Just last week Cyanogen found itself in the news after speaking at The Information’s “Next Phase of Android” event, where Cyanogen’s Kirt McMaster boldly stated, “I’m the CEO of Cyanogen. We’re attempting to take Android away from Google.” Now according to the Wall Street Journal, Cyanogen is making news once again, this time thanks to Microsoft. If the WSJ is to be believed, Microsoft is a minority investor in the latest round of equity funding that managed to secure $70 million for Cyanogen.
While neither Cyanogen or Microsoft has yet to comment, apparently several people familiar with the situation have spoken up about the matter. Microsoft isn’t alone in cozying up to Cyanogen either, as many other strategic investors are said to be interested in investing, mainly because they want a piece of the Android pie and are hoping to steal some of Google’s control over Android. After all, Google’s certification terms dictate what the default search engine will be used for a phone, what many of the default apps will be out of the box, and several other aspects of the OS. Although this translates to a solid experience for end-users, it makes it harder for app makers and service providers to get any attention from their own alternatives to Google apps and services (ehm… Bing).
Microsoft isn’t alone in cozying up to Cyanogen, as many other strategic investors are said to be interested in investing, mainly because they want a piece of the Android pie and are hoping to steal some of Google’s control over Android.
What exactly would Microsoft have to gain from getting in bed with Cyanogen? For one thing, Windows Phone is still a relatively small time player with about 3% of the mobile marketshare. While Microsoft is pushing forward with its mobile efforts and has big plans for Windows 10, it never hurts to have a backup plan. It is also worth noting that Microsoft has been much more Android-friendly in recent years, introducing versions of Microsoft Office and even experimenting with apps for Android Wear.
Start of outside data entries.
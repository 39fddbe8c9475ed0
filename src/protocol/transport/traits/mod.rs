//! Abstraction traits used by the transport layer (CAN bus halves and timer).
pub mod can_bus;
pub mod korri_timer;
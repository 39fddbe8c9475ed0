//! Minimal abstraction for an asynchronous CAN bus, split into its transmit
//! and receive halves so the receive worker never waits on the transmit lock.
use crate::protocol::transport::can_frame::CanFrame;
use futures_util::Future;

/// Transmit half of a CAN bus.
pub trait CanTx {
    type Error: core::fmt::Debug;
    /// Emit a frame on the bus. Asynchronous to accommodate non-blocking drivers.
    fn send<'a>(
        &'a mut self,
        frame: &'a CanFrame,
    ) -> impl Future<Output = Result<(), Self::Error>> + 'a;

    /// Release the underlying device. Called once by the engine on shutdown.
    fn close(&mut self) -> impl Future<Output = ()> + '_ {
        async {}
    }
}

/// Receive half of a CAN bus.
pub trait CanRx {
    type Error: core::fmt::Debug;
    /// Retrieve the next available frame. Asynchronously waits until data arrives.
    fn recv<'a>(&'a mut self) -> impl Future<Output = Result<CanFrame, Self::Error>> + 'a;
}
As already mentioned, investing into Cyanogen could also make it more likely that Microsoft could get their Bing search engine and other services featured in future handsets that come with Cyanogen OS out of the box. Bottom-line, Microsoft isn’t putting all of its eggs in one basket, and we can’t say we blame them. Just remember MS is a minority investor and so this won’t really give them any real power over the future direction of the Android-based ROM.